(DATA UNDER STUDY Opens)
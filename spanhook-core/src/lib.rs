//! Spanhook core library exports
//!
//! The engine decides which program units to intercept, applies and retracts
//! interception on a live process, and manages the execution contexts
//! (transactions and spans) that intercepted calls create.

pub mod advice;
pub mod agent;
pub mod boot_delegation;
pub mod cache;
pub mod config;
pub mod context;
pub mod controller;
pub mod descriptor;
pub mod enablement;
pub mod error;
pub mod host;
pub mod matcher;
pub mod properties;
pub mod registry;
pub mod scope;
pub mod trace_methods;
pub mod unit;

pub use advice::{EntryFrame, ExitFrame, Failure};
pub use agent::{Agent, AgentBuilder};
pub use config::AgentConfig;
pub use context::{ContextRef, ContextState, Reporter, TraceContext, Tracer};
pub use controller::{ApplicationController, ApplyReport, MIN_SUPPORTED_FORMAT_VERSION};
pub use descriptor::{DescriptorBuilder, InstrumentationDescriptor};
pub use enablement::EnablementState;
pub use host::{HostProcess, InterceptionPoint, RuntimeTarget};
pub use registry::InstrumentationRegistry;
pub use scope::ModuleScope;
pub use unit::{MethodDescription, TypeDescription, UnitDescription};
(DATA UNDER STUDY Closes)
## EXERCISE AIM
Restate the material word for word, but only from its first line through the line containing "pub mod descriptor;".

## YOUR RESPONSE
filename spanhook-core/src/lib.rs
//! Spanhook core library exports
//!
//! The engine decides which program units to intercept, applies and retracts
//! interception on a live process, and manages the execution contexts
//! (transactions and spans) that intercepted calls create.

pub mod advice;
pub mod agent;
pub mod boot_delegation;
pub mod cache;
pub mod config;
pub mod context;
pub mod controller;
pub mod descriptor;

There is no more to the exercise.